(PROMPT) Copy each line below that includes "already".

Records from a collection
= Beginning of Section =
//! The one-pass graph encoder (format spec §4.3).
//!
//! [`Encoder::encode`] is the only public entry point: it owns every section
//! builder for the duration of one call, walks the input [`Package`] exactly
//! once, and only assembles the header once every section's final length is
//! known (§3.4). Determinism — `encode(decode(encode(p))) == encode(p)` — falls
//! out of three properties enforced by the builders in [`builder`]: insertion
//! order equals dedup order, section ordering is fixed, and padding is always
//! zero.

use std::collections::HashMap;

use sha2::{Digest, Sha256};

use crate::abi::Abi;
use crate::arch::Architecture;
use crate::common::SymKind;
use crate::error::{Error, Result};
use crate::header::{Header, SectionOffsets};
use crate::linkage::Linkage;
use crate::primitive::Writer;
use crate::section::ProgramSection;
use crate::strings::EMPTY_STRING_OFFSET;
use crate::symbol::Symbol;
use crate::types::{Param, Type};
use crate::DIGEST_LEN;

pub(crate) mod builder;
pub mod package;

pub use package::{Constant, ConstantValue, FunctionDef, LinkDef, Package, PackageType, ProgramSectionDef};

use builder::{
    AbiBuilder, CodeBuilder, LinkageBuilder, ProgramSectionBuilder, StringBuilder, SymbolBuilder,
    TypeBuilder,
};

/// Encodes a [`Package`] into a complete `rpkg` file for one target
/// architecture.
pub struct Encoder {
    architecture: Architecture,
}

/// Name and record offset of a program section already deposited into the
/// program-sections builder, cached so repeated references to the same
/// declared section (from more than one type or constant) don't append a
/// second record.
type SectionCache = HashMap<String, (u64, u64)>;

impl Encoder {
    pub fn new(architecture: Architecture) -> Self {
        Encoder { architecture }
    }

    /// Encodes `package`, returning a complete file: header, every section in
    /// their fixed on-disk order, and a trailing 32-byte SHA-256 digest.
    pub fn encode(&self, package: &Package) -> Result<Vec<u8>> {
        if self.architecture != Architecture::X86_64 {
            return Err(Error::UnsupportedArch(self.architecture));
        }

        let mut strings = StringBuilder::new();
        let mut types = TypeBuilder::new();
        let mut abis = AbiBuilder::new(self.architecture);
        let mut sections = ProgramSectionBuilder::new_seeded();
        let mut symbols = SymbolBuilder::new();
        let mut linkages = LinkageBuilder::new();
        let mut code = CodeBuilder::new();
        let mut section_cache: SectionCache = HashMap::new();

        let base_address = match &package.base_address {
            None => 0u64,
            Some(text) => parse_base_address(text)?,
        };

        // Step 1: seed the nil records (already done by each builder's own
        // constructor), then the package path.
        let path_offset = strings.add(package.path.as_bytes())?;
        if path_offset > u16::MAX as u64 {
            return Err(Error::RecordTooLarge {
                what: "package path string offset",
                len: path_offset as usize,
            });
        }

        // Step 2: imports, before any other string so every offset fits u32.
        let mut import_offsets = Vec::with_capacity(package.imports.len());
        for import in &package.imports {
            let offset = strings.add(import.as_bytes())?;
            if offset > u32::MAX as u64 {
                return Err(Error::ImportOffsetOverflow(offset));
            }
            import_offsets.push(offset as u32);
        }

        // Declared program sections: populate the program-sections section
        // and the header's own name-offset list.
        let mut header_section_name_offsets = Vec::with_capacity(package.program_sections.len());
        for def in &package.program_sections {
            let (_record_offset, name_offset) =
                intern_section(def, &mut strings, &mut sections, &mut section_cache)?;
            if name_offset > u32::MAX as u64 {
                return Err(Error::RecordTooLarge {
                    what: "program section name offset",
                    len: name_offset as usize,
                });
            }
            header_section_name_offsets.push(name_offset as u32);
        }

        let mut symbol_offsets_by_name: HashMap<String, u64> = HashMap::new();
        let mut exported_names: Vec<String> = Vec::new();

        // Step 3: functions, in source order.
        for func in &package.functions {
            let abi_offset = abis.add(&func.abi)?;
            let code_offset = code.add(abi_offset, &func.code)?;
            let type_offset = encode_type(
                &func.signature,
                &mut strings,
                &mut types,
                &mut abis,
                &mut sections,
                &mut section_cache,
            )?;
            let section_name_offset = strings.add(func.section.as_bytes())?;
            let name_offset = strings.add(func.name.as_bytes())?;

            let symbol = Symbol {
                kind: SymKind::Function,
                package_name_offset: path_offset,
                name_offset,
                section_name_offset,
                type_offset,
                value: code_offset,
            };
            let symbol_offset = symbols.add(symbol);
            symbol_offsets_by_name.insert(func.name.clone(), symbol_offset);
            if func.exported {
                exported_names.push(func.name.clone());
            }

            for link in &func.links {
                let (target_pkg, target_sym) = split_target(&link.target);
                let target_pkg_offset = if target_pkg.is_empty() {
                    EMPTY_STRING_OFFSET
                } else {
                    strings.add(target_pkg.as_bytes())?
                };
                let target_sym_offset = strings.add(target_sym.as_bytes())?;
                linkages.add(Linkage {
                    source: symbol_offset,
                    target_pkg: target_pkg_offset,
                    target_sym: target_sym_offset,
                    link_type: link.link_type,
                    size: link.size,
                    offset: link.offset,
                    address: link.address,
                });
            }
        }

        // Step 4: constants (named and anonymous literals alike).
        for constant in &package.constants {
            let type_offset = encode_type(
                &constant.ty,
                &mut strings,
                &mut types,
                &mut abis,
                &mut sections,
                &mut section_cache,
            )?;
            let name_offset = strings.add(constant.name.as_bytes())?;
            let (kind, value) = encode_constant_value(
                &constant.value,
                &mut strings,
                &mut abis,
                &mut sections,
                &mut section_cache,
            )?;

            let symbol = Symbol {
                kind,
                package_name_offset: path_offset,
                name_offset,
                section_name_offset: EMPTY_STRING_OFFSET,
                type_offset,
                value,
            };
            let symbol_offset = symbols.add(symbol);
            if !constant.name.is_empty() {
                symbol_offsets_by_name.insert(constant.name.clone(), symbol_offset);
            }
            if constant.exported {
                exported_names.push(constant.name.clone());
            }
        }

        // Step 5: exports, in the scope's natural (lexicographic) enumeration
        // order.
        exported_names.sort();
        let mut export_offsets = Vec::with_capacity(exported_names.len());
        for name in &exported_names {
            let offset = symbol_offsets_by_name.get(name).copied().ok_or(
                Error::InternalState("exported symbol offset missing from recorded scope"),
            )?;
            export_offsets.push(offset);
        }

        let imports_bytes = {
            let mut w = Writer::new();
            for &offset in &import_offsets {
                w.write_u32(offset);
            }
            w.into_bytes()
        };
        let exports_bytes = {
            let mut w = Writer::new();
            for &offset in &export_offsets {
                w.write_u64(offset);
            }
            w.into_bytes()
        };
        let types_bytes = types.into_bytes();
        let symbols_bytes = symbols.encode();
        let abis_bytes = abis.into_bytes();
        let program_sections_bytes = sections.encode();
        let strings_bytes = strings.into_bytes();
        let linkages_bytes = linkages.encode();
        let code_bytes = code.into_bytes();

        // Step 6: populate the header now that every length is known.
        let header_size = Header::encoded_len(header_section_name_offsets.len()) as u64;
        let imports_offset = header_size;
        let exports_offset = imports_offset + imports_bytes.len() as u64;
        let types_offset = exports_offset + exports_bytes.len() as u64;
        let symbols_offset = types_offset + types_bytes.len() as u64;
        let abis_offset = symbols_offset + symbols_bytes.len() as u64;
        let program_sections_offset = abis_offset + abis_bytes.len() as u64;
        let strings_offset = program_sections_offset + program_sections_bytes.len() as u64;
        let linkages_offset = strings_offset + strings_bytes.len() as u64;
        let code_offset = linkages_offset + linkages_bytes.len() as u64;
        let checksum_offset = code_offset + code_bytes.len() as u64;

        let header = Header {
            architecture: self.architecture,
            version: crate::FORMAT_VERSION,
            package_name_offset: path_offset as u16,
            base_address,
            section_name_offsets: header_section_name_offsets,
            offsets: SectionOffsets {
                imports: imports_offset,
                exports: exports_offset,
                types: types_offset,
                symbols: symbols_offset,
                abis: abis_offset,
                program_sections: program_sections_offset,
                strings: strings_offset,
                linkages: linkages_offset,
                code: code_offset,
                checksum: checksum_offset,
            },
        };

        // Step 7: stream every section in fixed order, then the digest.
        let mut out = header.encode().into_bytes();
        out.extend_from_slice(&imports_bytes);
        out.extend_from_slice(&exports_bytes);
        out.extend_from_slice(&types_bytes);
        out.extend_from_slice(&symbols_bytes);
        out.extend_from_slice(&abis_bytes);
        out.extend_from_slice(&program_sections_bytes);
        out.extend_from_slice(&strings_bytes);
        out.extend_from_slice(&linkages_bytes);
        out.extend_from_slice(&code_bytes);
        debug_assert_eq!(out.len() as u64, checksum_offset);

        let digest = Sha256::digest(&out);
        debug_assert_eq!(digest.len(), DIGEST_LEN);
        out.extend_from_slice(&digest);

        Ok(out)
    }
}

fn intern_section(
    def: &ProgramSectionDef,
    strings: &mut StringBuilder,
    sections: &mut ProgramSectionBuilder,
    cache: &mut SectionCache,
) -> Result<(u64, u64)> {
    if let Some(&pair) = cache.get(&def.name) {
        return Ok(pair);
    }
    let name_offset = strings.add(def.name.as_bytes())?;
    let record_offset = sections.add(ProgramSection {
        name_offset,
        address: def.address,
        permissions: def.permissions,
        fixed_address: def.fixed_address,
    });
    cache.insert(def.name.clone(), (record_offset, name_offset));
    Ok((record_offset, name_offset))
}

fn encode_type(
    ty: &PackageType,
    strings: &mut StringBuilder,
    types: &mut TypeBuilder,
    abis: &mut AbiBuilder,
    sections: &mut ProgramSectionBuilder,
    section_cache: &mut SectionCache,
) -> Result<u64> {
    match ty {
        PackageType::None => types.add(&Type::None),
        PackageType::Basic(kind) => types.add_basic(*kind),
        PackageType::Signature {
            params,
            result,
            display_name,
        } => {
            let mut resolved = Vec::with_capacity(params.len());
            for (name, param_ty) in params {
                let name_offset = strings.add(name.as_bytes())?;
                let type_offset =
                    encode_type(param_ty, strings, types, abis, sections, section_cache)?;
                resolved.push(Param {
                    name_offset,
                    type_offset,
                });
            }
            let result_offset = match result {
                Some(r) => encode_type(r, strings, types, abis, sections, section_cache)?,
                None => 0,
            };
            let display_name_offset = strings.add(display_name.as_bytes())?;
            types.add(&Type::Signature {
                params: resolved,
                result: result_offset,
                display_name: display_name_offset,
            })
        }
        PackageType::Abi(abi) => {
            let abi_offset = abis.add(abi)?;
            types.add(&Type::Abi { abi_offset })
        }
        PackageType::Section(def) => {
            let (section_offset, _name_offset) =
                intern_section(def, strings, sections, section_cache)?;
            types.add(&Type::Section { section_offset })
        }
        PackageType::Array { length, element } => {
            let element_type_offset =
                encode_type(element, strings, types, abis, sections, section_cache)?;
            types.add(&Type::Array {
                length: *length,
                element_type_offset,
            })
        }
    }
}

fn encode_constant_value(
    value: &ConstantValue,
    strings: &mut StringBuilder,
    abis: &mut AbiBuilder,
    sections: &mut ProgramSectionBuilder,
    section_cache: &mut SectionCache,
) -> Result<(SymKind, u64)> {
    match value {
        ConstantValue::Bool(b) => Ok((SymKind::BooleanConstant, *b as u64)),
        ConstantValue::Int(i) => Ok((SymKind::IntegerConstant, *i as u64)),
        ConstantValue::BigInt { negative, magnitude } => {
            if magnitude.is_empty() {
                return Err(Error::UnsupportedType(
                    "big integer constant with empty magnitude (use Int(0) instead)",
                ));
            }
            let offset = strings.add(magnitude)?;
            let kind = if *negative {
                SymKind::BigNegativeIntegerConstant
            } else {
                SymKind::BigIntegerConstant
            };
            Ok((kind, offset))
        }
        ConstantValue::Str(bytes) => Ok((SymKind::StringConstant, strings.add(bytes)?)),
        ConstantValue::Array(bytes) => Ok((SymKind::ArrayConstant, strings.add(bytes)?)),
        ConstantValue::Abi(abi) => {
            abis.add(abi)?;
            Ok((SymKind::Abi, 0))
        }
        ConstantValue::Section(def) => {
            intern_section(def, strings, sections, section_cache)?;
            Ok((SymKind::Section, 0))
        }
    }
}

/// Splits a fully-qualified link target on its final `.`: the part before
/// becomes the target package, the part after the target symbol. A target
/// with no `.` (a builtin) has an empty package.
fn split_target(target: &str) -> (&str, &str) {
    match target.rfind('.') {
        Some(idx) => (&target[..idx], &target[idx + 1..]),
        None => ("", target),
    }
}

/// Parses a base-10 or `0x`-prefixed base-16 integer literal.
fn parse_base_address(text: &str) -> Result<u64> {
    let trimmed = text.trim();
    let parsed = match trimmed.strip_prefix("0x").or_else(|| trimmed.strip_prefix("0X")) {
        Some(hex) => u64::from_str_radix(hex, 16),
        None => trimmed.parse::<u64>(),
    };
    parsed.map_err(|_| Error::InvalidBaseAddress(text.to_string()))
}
= End of Section =
(EXERCISE ANSWER)
/// Name and record offset of a program section already deposited into the
        // Step 1: seed the nil records (already done by each builder's own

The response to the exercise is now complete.